Both Clingendael and The Hague Institute for Strategic Studies (HCSS) are contracted by the Ministry of Defence to provide research and analysis of global trends and risks. Clingendael works closely with the Swedish Stockholm International Peace Research Institute and the American Armed Conflict Location and Event Data Project to complete these projects.

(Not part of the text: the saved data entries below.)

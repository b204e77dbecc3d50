//! Fuzz target for inbound line framing
//!
//! Arbitrary bytes, including invalid UTF-8, must decode without panicking.

#![no_main]

use bytes::BytesMut;
use libfuzzer_sys::fuzz_target;
use slirc_client::LineCodec;
use tokio_util::codec::Decoder;

fuzz_target!(|data: &[u8]| {
    let mut codec = LineCodec::with_max_len(512);
    let mut buf = BytesMut::from(data);
    loop {
        match codec.decode(&mut buf) {
            Ok(Some(line)) => assert!(!line.ends_with('\n')),
            Ok(None) | Err(_) => break,
        }
    }
    let _ = codec.decode_eof(&mut buf);
});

Clingendael's diplomatic academy has trained foreign service workers from both the Netherlands and outside countries, including Pakistan, Bangladesh and Kosovo. Since 2004, the institute has provided short-term training programmes for Indonesian diplomats. In the organisation's 2017 Annual Report, Clingendael noted that they trained 640 diplomats from over 150 countries, as well as civil servants from several other countries. Diplomats from Cyprus were trained on trade promotion and public diplomacy skills, diplomats from Bhutan were trained in negotiation techniques, as were the incoming non-permanent members of the United Nations Security Council. Specialists from the institute traveled to Bulgaria to assist civil servants in the country on how to work with the European Union in Brussels, while others traveled to Tbilisi to train cadets at the Georgian Defense Institution Building School in capacity building.

==Funding==
Today, the institute receives about 75% of its funding from the Government of the Netherlands, primarily the Ministry of Foreign Affairs and Ministry of Defence.